- [Aim of the exercise]
Copy, in full, each line of the material that holds the word "collection".

### Material for this exercise ###

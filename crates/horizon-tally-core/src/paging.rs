//! Cursor-based paging contracts.
//!
//! A [`PageSource`] hands out items one [`Page`] at a time. Each page carries
//! an opaque cursor for the next request; `None` marks the last page. Cursors
//! are issued and consumed by the source only and are never inspected here.
//!
//! Items are identified by a stable string id through [`Identified`]. Sources
//! are not required to return sorted or deduplicated pages; merging pages by
//! id is the collection's job.

use std::future::Future;
use std::sync::Arc;

use serde::{Deserialize, Serialize};

use crate::error::FetchResult;

/// An item with a stable, unique identity.
///
/// Two items with equal ids are the same logical record; the later one
/// replaces the earlier when pages overlap.
pub trait Identified {
    /// Returns the item's unique id.
    fn id(&self) -> &str;
}

impl<T: Identified + ?Sized> Identified for Arc<T> {
    fn id(&self) -> &str {
        (**self).id()
    }
}

/// One batch of items plus the cursor for the next batch.
///
/// The wire shape is the backend's `{ items, nextToken }` list response.
#[derive(Debug, Clone, PartialEq, Serialize, Deserialize)]
pub struct Page<T> {
    /// Items in this batch, in source order.
    pub items: Vec<T>,
    /// Cursor for the following page, or `None` if this is the last page.
    #[serde(default, rename = "nextToken", alias = "nextCursor")]
    pub next_cursor: Option<String>,
}

impl<T> Page<T> {
    /// Creates a page that has a successor.
    pub fn new(items: Vec<T>, next_cursor: impl Into<String>) -> Self {
        Self {
            items,
            next_cursor: Some(next_cursor.into()),
        }
    }

    /// Creates the final page of a sequence.
    pub fn last(items: Vec<T>) -> Self {
        Self {
            items,
            next_cursor: None,
        }
    }

    /// Returns true if no page follows this one.
    pub fn is_last(&self) -> bool {
        self.next_cursor.is_none()
    }

    /// Maps every item to another type, keeping the cursor.
    pub fn map<U>(self, f: impl FnMut(T) -> U) -> Page<U> {
        Page {
            items: self.items.into_iter().map(f).collect(),
            next_cursor: self.next_cursor,
        }
    }
}

/// A remote collection that can be read page by page.
///
/// `cursor` is `None` for the first page and otherwise the `next_cursor` of
/// the previous page. `query` is the collection's filter query, passed
/// through verbatim. Timeouts are the source's responsibility.
///
/// A source may return an empty page with a cursor (the caller keeps
/// paging) or a non-empty page without one (the last page).
pub trait PageSource<T>: Send + Sync {
    /// Fetches the page starting at `cursor`.
    fn get_page(
        &self,
        cursor: Option<&str>,
        query: &str,
    ) -> impl Future<Output = FetchResult<Page<T>>> + Send;
}

impl<T, S: PageSource<T>> PageSource<T> for Arc<S> {
    fn get_page(
        &self,
        cursor: Option<&str>,
        query: &str,
    ) -> impl Future<Output = FetchResult<Page<T>>> + Send {
        (**self).get_page(cursor, query)
    }
}

/// A [`PageSource`] backed by a closure.
///
/// The closure receives owned copies of the cursor and query so the returned
/// future does not borrow from the caller.
///
/// # Example
///
/// ```
/// use horizon_tally_core::paging::{FnPageSource, Page};
/// use horizon_tally_core::FetchResult;
///
/// let source = FnPageSource::new(|cursor: Option<String>, _query: String| async move {
///     let page: FetchResult<Page<u32>> = match cursor.as_deref() {
///         None => Ok(Page::new(vec![1, 2], "c1")),
///         Some(_) => Ok(Page::last(vec![3])),
///     };
///     page
/// });
/// # let _ = source;
/// ```
pub struct FnPageSource<F> {
    fetch: F,
}

impl<F> FnPageSource<F> {
    /// Wraps a fetch closure.
    pub fn new(fetch: F) -> Self {
        Self { fetch }
    }
}

impl<T, F, Fut> PageSource<T> for FnPageSource<F>
where
    F: Fn(Option<String>, String) -> Fut + Send + Sync,
    Fut: Future<Output = FetchResult<Page<T>>> + Send,
{
    fn get_page(
        &self,
        cursor: Option<&str>,
        query: &str,
    ) -> impl Future<Output = FetchResult<Page<T>>> + Send {
        (self.fetch)(cursor.map(str::to_owned), query.to_owned())
    }
}

impl<F> std::fmt::Debug for FnPageSource<F> {
    fn fmt(&self, f: &mut std::fmt::Formatter<'_>) -> std::fmt::Result {
        f.debug_struct("FnPageSource").finish_non_exhaustive()
    }
}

###

- [Final answer]
//! id is the collection's job.
/// A remote collection that can be read page by page.
/// the previous page. `query` is the collection's filter query, passed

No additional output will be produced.